More than 8,000 insecticide-treated bed nets have remained unused since 2013 in the Ejisu Municipality of the Ashanti Region due to the refusal of the majority of the residents in the area to use the nets.
They claimed that the use of the net posed a threat to their health, such as skin rashes, apart from the heat that the net generates.
Mr. Robert Mpoan, of the Ejisu Disease Control Unit of the Ghana Health Services (GHS), disclosed these at a workshop here, to promote behavioral change on the use of the insecticide nets.
The programme was under the auspices of the Youth Development Research and Innovation Centre (YDRIC), a non-governmental organisation, in collaboration with the Ejisu Disease and Control Unit of the GHS.
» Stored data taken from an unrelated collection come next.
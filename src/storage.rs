use crate::models::Observation;
use anyhow::Result;
use csv::WriterBuilder;
use std::fs::File;
use std::io::Write;
use std::path::Path;

/// Save observations as CSV with header.
pub fn save_csv<P: AsRef<Path>>(observations: &[Observation], path: P) -> Result<()> {
    let mut wtr = WriterBuilder::new().from_path(path)?;
    wtr.serialize((
        "country_name",
        "country_code",
        "indicator_name",
        "indicator_code",
        "year",
        "value",
    ))?;
    for o in observations {
        wtr.serialize((
            &o.country_name,
            &o.country_code,
            &o.indicator_name,
            &o.indicator_code,
            &o.year,
            o.value,
        ))?;
    }
    wtr.flush()?;
    Ok(())
}

/// Save observations as pretty JSON array.
pub fn save_json<P: AsRef<Path>>(observations: &[Observation], path: P) -> Result<()> {
    let mut f = File::create(path)?;
    let s = serde_json::to_string_pretty(observations)?;
    f.write_all(s.as_bytes())?;
    Ok(())
}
Mr. Mpoan said there was the need to create awareness on the use of the nets to support the fight against malaria, hoping that by the end of March, this year, 70 per cent of Ghanaians would sleep in the nets.
Mr. Baah Achamfour, Ashanti Regional Co-ordinator of YDRIC, reminded the public that the nets had been treated with medicinal properties, and there was the need to rinse it for 24 hours before use to avoid any skin infection.
He urged the public to use malaria Rapid Diagnostic Test (RDT), which quickly diagnose malaria, providing evidence of malaria parasites in human blood.
Mr. Achamfour stressed that RDTs were simple and quick ways for health workers to test for malaria parasites in patient’s blood, and explained that the test could also help identify patients who do not have malaria but other diseases for timely treatment.
The project co-ordinator of YDRIC, Benjamin Arhin, said his outfit would collaborate with the health centers and schools to educate the public on the use of the RDTs and LLINs, to prevent malaria.